Pull every line holding the word "chrono" from the data below and copy it.

### Information provided
<<<<
//! Update command handlers.
//!
//! The id is looked up in the staged container first. A staged record is changed locally; a
//! published record is changed in the store, after which the published container is fetched again.

use crate::api::{Mode, RemoteRecord};
use crate::args::{UpdateDonorArgs, UpdateExpenseArgs, UpdateInitialArgs, UpdateWeeklyArgs};
use crate::commands::insert::{ensure_free_slot, require_positive, require_text};
use crate::commands::{connect, Out, Source};
use crate::error::{public_error, ErrorType, IntoResult};
use crate::model::{Donation, Expense, InitialBalance, Ledger, WeeklyCollection};
use crate::session;
use crate::staged::Staged;
use crate::{Config, Result};
use chrono::Utc;
use serde::Serialize;
use std::fmt::Debug;
use tracing::debug;

/// Changes the date and/or amount of an initial balance.
pub async fn update_initial(
    config: &Config,
    mode: Mode,
    args: &UpdateInitialArgs,
) -> Result<Out<InitialBalance>> {
    require_changes(args.date.is_some() || args.amount.is_some())?;
    update_record(config, mode, &args.id, |e: &mut InitialBalance| {
        if let Some(date) = args.date {
            e.date = date;
        }
        if let Some(amount) = args.amount {
            require_positive(amount, "amount")?;
            e.amount = amount;
        }
        Ok(())
    })
    .await
}

/// Changes a weekly collection. A new gross amount recomputes the cuts and the net amount; a new
/// week or zone must not collide with another collection.
pub async fn update_weekly(
    config: &Config,
    mode: Mode,
    args: &UpdateWeeklyArgs,
) -> Result<Out<WeeklyCollection>> {
    require_changes(
        args.date.is_some() || args.week.is_some() || args.zone.is_some() || args.gross.is_some(),
    )?;
    update_record(config, mode, &args.id, |e: &mut WeeklyCollection| {
        if let Some(date) = args.date {
            e.date = date;
        }
        if let Some(week) = &args.week {
            e.week = require_text(week, "week")?.to_string();
        }
        if let Some(zone) = &args.zone {
            e.zone = require_text(zone, "zone")?.to_string();
        }
        if let Some(gross) = args.gross {
            require_positive(gross, "gross")?;
            e.set_gross(gross);
        }
        Ok(())
    })
    .await
}

/// Changes a donation.
pub async fn update_donor(
    config: &Config,
    mode: Mode,
    args: &UpdateDonorArgs,
) -> Result<Out<Donation>> {
    require_changes(args.date.is_some() || args.donor.is_some() || args.amount.is_some())?;
    update_record(config, mode, &args.id, |e: &mut Donation| {
        if let Some(date) = args.date {
            e.date = date;
        }
        if let Some(donor) = &args.donor {
            e.donor = require_text(donor, "donor")?.to_string();
        }
        if let Some(amount) = args.amount {
            require_positive(amount, "amount")?;
            e.amount = amount;
        }
        Ok(())
    })
    .await
}

/// Changes an expense.
pub async fn update_expense(
    config: &Config,
    mode: Mode,
    args: &UpdateExpenseArgs,
) -> Result<Out<Expense>> {
    require_changes(args.date.is_some() || args.purpose.is_some() || args.amount.is_some())?;
    update_record(config, mode, &args.id, |e: &mut Expense| {
        if let Some(date) = args.date {
            e.date = date;
        }
        if let Some(purpose) = &args.purpose {
            e.purpose = require_text(purpose, "purpose")?.to_string();
        }
        if let Some(amount) = args.amount {
            require_positive(amount, "amount")?;
            e.amount = amount;
        }
        Ok(())
    })
    .await
}

fn require_changes(any: bool) -> Result<()> {
    if any {
        Ok(())
    } else {
        Err(public_error(
            ErrorType::Validation,
            "nothing to change, give at least one field",
        ))
    }
}

/// Rules that an edited record must satisfy against both containers.
trait Constrained: RemoteRecord + Serialize + Debug {
    /// Whether `check` looks at the published container.
    const NEEDS_PUBLISHED: bool = false;

    fn check(&self, _staged: &Ledger, _published: &Ledger) -> Result<()> {
        Ok(())
    }
}

impl Constrained for InitialBalance {}

impl Constrained for Donation {}

impl Constrained for Expense {}

impl Constrained for WeeklyCollection {
    const NEEDS_PUBLISHED: bool = true;

    fn check(&self, staged: &Ledger, published: &Ledger) -> Result<()> {
        ensure_free_slot(staged, published, &self.week, &self.zone, Some(&self.id))
    }
}

async fn update_record<T>(
    config: &Config,
    mode: Mode,
    id: &str,
    edit: impl FnOnce(&mut T) -> Result<()>,
) -> Result<Out<T>>
where
    T: Constrained,
{
    let session = session::require_login(config, Utc::now()).await?;
    let id = require_text(id, "id")?;
    let mut staged = Staged::load(config).await.pub_result(ErrorType::Local)?;

    let in_staged = T::find(staged.ledger(), id).is_some();
    let mut remote = if in_staged && !T::NEEDS_PUBLISHED {
        None
    } else {
        Some(connect(config, mode).await?)
    };
    let published = match remote.as_mut() {
        Some(remote) => remote.fetch_ledger().await.pub_result(ErrorType::Remote)?,
        None => Ledger::new(),
    };

    let (mut entry, source) = match T::find(staged.ledger(), id) {
        Some(e) => (e.clone(), Source::Staged),
        None => match T::find(&published, id) {
            Some(e) => (e.clone(), Source::Published),
            None => {
                return Err(public_error(
                    ErrorType::Validation,
                    format!("there is no {} entry with id {id}", T::KIND),
                ))
            }
        },
    };
    edit(&mut entry)?;
    entry.set_edited_by(&session.username);
    entry.check(staged.ledger(), &published)?;

    match source {
        Source::Staged => {
            if let Some(slot) = T::find_mut(staged.ledger_mut(), id) {
                *slot = entry.clone();
            }
            staged.save().await.pub_result(ErrorType::Local)?;
            Ok(Out::new(
                format!("Updated staged {} entry {id}", T::KIND),
                entry,
            ))
        }
        Source::Published => {
            let mut remote = match remote {
                Some(remote) => remote,
                None => connect(config, mode).await?,
            };
            remote
                .update_entry(&entry)
                .await
                .pub_result(ErrorType::Remote)?;
            let refreshed = remote.fetch_ledger().await.pub_result(ErrorType::Remote)?;
            debug!("Published now holds {} records", refreshed.counts().total());
            let entry = T::find(&refreshed, id).cloned().unwrap_or(entry);
            Ok(Out::new(
                format!("Updated published {} entry {id}", T::KIND),
                entry,
            ))
        }
    }
}

#[cfg(test)]
mod tests {
    use super::*;
    use crate::args::{InsertExpenseArgs, InsertWeeklyArgs};
    use crate::commands::{insert_expense, insert_weekly};
    use crate::error::error_type;
    use crate::model::{Amount, Role};
    use crate::test::TestEnv;
    use chrono::NaiveDate;

    fn date() -> NaiveDate {
        NaiveDate::from_ymd_opt(2026, 9, 13).unwrap()
    }

    async fn env() -> TestEnv {
        let env = TestEnv::new().await;
        env.add_user("sari", "x", Role::Admin).await;
        env.add_user("budi", "x", Role::Admin).await;
        env
    }

    async fn stage_weekly(env: &TestEnv, week: &str, zone: &str) -> String {
        let args = InsertWeeklyArgs {
            date: date(),
            week: week.to_string(),
            zone: zone.to_string(),
            gross: Amount::rupiah(100_000),
        };
        insert_weekly(&env.config(), Mode::Testing, &args)
            .await
            .unwrap()
            .structure()
            .unwrap()
            .id
            .clone()
    }

    #[tokio::test]
    async fn test_update_staged_gross_recomputes_cuts() {
        let env = env().await;
        env.login("sari").await;
        let id = stage_weekly(&env, "Minggu ke-1", "RT 01").await;

        env.login("budi").await;
        let args = UpdateWeeklyArgs {
            id: id.clone(),
            gross: Some(Amount::rupiah(200_000)),
            ..Default::default()
        };
        let out = update_weekly(&env.config(), Mode::Testing, &args)
            .await
            .unwrap();
        assert!(out.message().starts_with("Updated staged weekly entry"));

        let staged = Staged::load(&env.config()).await.unwrap();
        let entry = &staged.ledger().weekly[0];
        assert_eq!(entry.id, id);
        assert_eq!(entry.net, Amount::rupiah(170_000));
        assert_eq!(entry.commission_cut, Amount::rupiah(20_000));
        assert_eq!(entry.created_by.as_deref(), Some("sari"));
        assert_eq!(entry.edited_by.as_deref(), Some("budi"));
    }

    #[tokio::test]
    async fn test_update_weekly_rejects_collision() {
        let env = env().await;
        env.login("sari").await;
        stage_weekly(&env, "Minggu ke-1", "RT 01").await;
        let id = stage_weekly(&env, "Minggu ke-1", "RT 02").await;

        let args = UpdateWeeklyArgs {
            id: id.clone(),
            zone: Some("RT 01".to_string()),
            ..Default::default()
        };
        let err = update_weekly(&env.config(), Mode::Testing, &args)
            .await
            .unwrap_err();
        assert_eq!(error_type(&err), Some(ErrorType::Duplicate));

        // Re-saving the same slot does not collide with itself.
        let args = UpdateWeeklyArgs {
            id,
            zone: Some("RT 02".to_string()),
            ..Default::default()
        };
        update_weekly(&env.config(), Mode::Testing, &args)
            .await
            .unwrap();
    }

    #[tokio::test]
    async fn test_update_published_record() {
        let env = env().await;
        env.login("sari").await;
        let id = env.publish_weekly("Minggu ke-2", "RT 03", 100_000).await;

        let args = UpdateWeeklyArgs {
            id: id.clone(),
            gross: Some(Amount::rupiah(50_000)),
            ..Default::default()
        };
        let out = update_weekly(&env.config(), Mode::Testing, &args)
            .await
            .unwrap();
        assert!(out.message().starts_with("Updated published weekly entry"));
        let entry = out.structure().unwrap();
        assert_eq!(entry.net, Amount::rupiah(42_500));
        assert_eq!(entry.edited_by.as_deref(), Some("sari"));
        assert!(Staged::load(&env.config()).await.unwrap().ledger().is_empty());
    }

    #[tokio::test]
    async fn test_update_unknown_id_and_empty_update() {
        let env = env().await;
        env.login("sari").await;
        let args = UpdateExpenseArgs {
            id: "nope".to_string(),
            amount: Some(Amount::rupiah(1)),
            ..Default::default()
        };
        let err = update_expense(&env.config(), Mode::Testing, &args)
            .await
            .unwrap_err();
        assert_eq!(error_type(&err), Some(ErrorType::Validation));

        let staged = InsertExpenseArgs {
            date: date(),
            purpose: "Spanduk".to_string(),
            amount: Amount::rupiah(75_000),
        };
        let id = insert_expense(&env.config(), &staged)
            .await
            .unwrap()
            .structure()
            .unwrap()
            .id
            .clone();
        let args = UpdateExpenseArgs {
            id,
            ..Default::default()
        };
        let err = update_expense(&env.config(), Mode::Testing, &args)
            .await
            .unwrap_err();
        assert_eq!(error_type(&err), Some(ErrorType::Validation));
    }

    #[tokio::test]
    async fn test_failed_published_update_changes_nothing() {
        let env = env().await;
        env.login("sari").await;
        let config = env.config();
        let id = env.publish_weekly("Minggu ke-3", "RT 04", 100_000).await;
        stage_weekly(&env, "Minggu ke-3", "RT 05").await;

        let mut state = env.get_state();
        state.reject_updates_into = Some(config.tables().weekly.clone());
        env.set_state(state);
        let remote_before = env.get_state();
        let staged_before = Staged::load(&config).await.unwrap().ledger().clone();

        let args = UpdateWeeklyArgs {
            id,
            gross: Some(Amount::rupiah(50_000)),
            ..Default::default()
        };
        let err = update_weekly(&config, Mode::Testing, &args)
            .await
            .unwrap_err();
        assert_eq!(error_type(&err), Some(ErrorType::Remote));
        let expected = format!(
            "The store rejected the update on '{}' with 409 Conflict",
            config.tables().weekly
        );
        assert!(format!("{err:#}").ends_with(&expected));

        assert_eq!(env.get_state(), remote_before);
        let staged_after = Staged::load(&config).await.unwrap().ledger().clone();
        assert_eq!(staged_after, staged_before);
    }
}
>>>>
### Response to this task
use chrono::Utc;
    use chrono::NaiveDate;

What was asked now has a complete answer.